Certainly, Micron is benefitting from more favorable business conditions; the memory chip market has benefitted greatly from the tech sector's shift towards mobile and cloud computing. This is in part due to the growing demand for NAND (Negated AND or NOT AND) products. One of Micron's rivals, Applied Materials (AMAT) , estimates that the market for NAND products will have expanded 50 percent by the end of 2013. Meanwhile, the research website iSuppli estimates that shipments of NAND conductors for tablets alone to rise to over 12 billion gigabytes this year.
During the recently ended third quarter, during which the company saw a sequential 12 percent increase in net income to $43 million, NAND shipments constituted some 60 percent of the company's trade NAND capacity, and Micron believes this trend will continue for the near future.
Micron has also positioned itself to take advantage of the increasing demand for DRAM memory chips, and especially mobile DRAM memory chips. It's acquisition of the company Elpida this past July has made it the second-largest actor in the expanding mobile DRAM market. As PC-use falls by the wayside, smartphone and tablet products are set to take up about 28 percent of the overall DRAM market this year, doubling up on 2012's 14 percent of the market. Prior to the Elpida purchase, Micron was generating less than 10 percent of its revenue from mobile DRAM.

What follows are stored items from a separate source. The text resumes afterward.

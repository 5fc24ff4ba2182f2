/*
[INPUT]:  API schema definitions and serde requirements
[OUTPUT]: Typed Rust structs with serialization support
[POS]:    Data layer - type definitions for API communication
[UPDATE]: When API schema changes or new types added
*/

use chrono::{DateTime, Utc};
use rust_decimal::Decimal;
use serde::{Deserialize, Serialize};

use super::enums::{Direction, OrderStatus, OrderType};

/// Convert an integer cent amount, as the service quotes prices, into dollars.
pub fn cents_to_dollars(cents: u64) -> Decimal {
    Decimal::from(cents) / Decimal::ONE_HUNDRED
}

#[derive(Debug, Clone, PartialEq, Eq, Serialize, Deserialize)]
pub struct Fill {
    pub price: u64,
    pub qty: u64,
    pub ts: DateTime<Utc>,
}

impl Fill {
    pub fn price_dollars(&self) -> Decimal {
        cents_to_dollars(self.price)
    }
}

#[derive(Debug, Clone, PartialEq, Eq, Serialize, Deserialize)]
#[serde(rename_all = "camelCase")]
pub struct Order {
    pub id: u64,
    pub account: String,
    pub venue: String,
    pub symbol: String,
    pub direction: Direction,
    pub order_type: OrderType,
    pub original_qty: u64,
    /// Quantity still outstanding on the book.
    pub qty: u64,
    pub price: u64,
    pub open: bool,
    #[serde(default, deserialize_with = "serde_helpers::null_as_empty")]
    pub fills: Vec<Fill>,
    #[serde(default)]
    pub total_filled: u64,
    pub ts: DateTime<Utc>,
}

impl Order {
    /// Open while the service reports it open; once closed, filled only if
    /// the whole original quantity traded, otherwise cancelled.
    pub fn status(&self) -> OrderStatus {
        if self.open {
            OrderStatus::Open
        } else if self.total_filled >= self.original_qty {
            OrderStatus::Filled
        } else {
            OrderStatus::Cancelled
        }
    }

    pub fn price_dollars(&self) -> Decimal {
        cents_to_dollars(self.price)
    }

    /// Quantity-weighted average fill price in cents, `None` before any fill.
    pub fn average_fill_price(&self) -> Option<Decimal> {
        let filled: u64 = self.fills.iter().map(|fill| fill.qty).sum();
        if filled == 0 {
            return None;
        }
        let notional: Decimal = self
            .fills
            .iter()
            .map(|fill| Decimal::from(fill.price) * Decimal::from(fill.qty))
            .sum();
        Some(notional / Decimal::from(filled))
    }
}

#[derive(Debug, Clone, PartialEq, Eq, Serialize, Deserialize)]
#[serde(rename_all = "camelCase")]
pub struct Quote {
    pub symbol: String,
    pub venue: String,
    #[serde(default, skip_serializing_if = "Option::is_none")]
    pub bid: Option<u64>,
    #[serde(default, skip_serializing_if = "Option::is_none")]
    pub ask: Option<u64>,
    #[serde(default)]
    pub bid_size: u64,
    #[serde(default)]
    pub ask_size: u64,
    #[serde(default)]
    pub bid_depth: u64,
    #[serde(default)]
    pub ask_depth: u64,
    #[serde(default, skip_serializing_if = "Option::is_none")]
    pub last: Option<u64>,
    #[serde(default, skip_serializing_if = "Option::is_none")]
    pub last_size: Option<u64>,
    #[serde(default, skip_serializing_if = "Option::is_none")]
    pub last_trade: Option<DateTime<Utc>>,
    pub quote_time: DateTime<Utc>,
}

impl Quote {
    /// Ask minus bid in cents when both sides are quoted.
    pub fn spread(&self) -> Option<u64> {
        match (self.bid, self.ask) {
            (Some(bid), Some(ask)) => Some(ask.saturating_sub(bid)),
            _ => None,
        }
    }
}

#[derive(Debug, Clone, PartialEq, Eq, Serialize, Deserialize)]
#[serde(rename_all = "camelCase")]
pub struct OrderbookEntry {
    pub price: u64,
    pub qty: u64,
    pub is_buy: bool,
}

#[derive(Debug, Clone, PartialEq, Eq, Serialize, Deserialize)]
pub struct Orderbook {
    pub symbol: String,
    pub venue: String,
    #[serde(default, deserialize_with = "serde_helpers::null_as_empty")]
    pub bids: Vec<OrderbookEntry>,
    #[serde(default, deserialize_with = "serde_helpers::null_as_empty")]
    pub asks: Vec<OrderbookEntry>,
    pub ts: DateTime<Utc>,
}

impl Orderbook {
    pub fn best_bid(&self) -> Option<&OrderbookEntry> {
        self.bids.first()
    }

    pub fn best_ask(&self) -> Option<&OrderbookEntry> {
        self.asks.first()
    }
}

#[derive(Debug, Clone, PartialEq, Eq, Serialize, Deserialize)]
pub struct AccountStatus {
    pub venue: String,
    #[serde(default, deserialize_with = "serde_helpers::null_as_empty")]
    pub orders: Vec<Order>,
}

impl AccountStatus {
    pub fn open_orders(&self) -> impl Iterator<Item = &Order> {
        self.orders.iter().filter(|order| order.open)
    }
}

#[derive(Debug, Clone, PartialEq, Eq, Serialize, Deserialize)]
pub struct SymbolInfo {
    pub name: String,
    pub symbol: String,
}

#[derive(Debug, Clone, PartialEq, Eq, Serialize, Deserialize)]
pub struct Symbols {
    #[serde(default, deserialize_with = "serde_helpers::null_as_empty")]
    pub symbols: Vec<SymbolInfo>,
}

mod serde_helpers {
    use serde::{Deserialize, Deserializer};

    pub fn null_as_empty<'de, D, T>(deserializer: D) -> Result<Vec<T>, D::Error>
    where
        D: Deserializer<'de>,
        T: Deserialize<'de>,
    {
        Ok(Option::<Vec<T>>::deserialize(deserializer)?.unwrap_or_default())
    }
}
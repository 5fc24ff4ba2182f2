/*
[INPUT]:  API schema definitions and serde requirements
[OUTPUT]: Typed Rust request structs with serialization support
[POS]:    Data layer - type definitions for API communication
[UPDATE]: When API schema changes or new types added
*/

use serde::{Deserialize, Serialize};

use super::enums::{Direction, OrderType};

/// Body of `POST /venues/{venue}/stocks/{stock}/orders`.
#[derive(Debug, Clone, PartialEq, Eq, Serialize, Deserialize)]
#[serde(rename_all = "camelCase")]
pub struct NewOrderRequest {
    pub account: String,
    pub venue: String,
    pub stock: String,
    pub price: u64,
    pub qty: u64,
    pub direction: Direction,
    pub order_type: OrderType,
}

The only possible problem for Micron, looking forward, is probably competition. The company is a rare publicly traded semiconductor "pure play", meaning that its business focuses entirely on memory semiconductors. And while the growth for demand of NAND and DRAM technology is set to increase over the next year, there are plenty of other players with skin in the game. Companies like Samsung (SSNF) , Toshiba (TOSBF) , and SanDisk (SNDK) all make their own memory chips, which is especially significant given that Samsung currently makes the world's most popular smartphone. Still, most of these larger companies make chips for their own products, and wouldn't theoretically be in the way of Micron's promising future.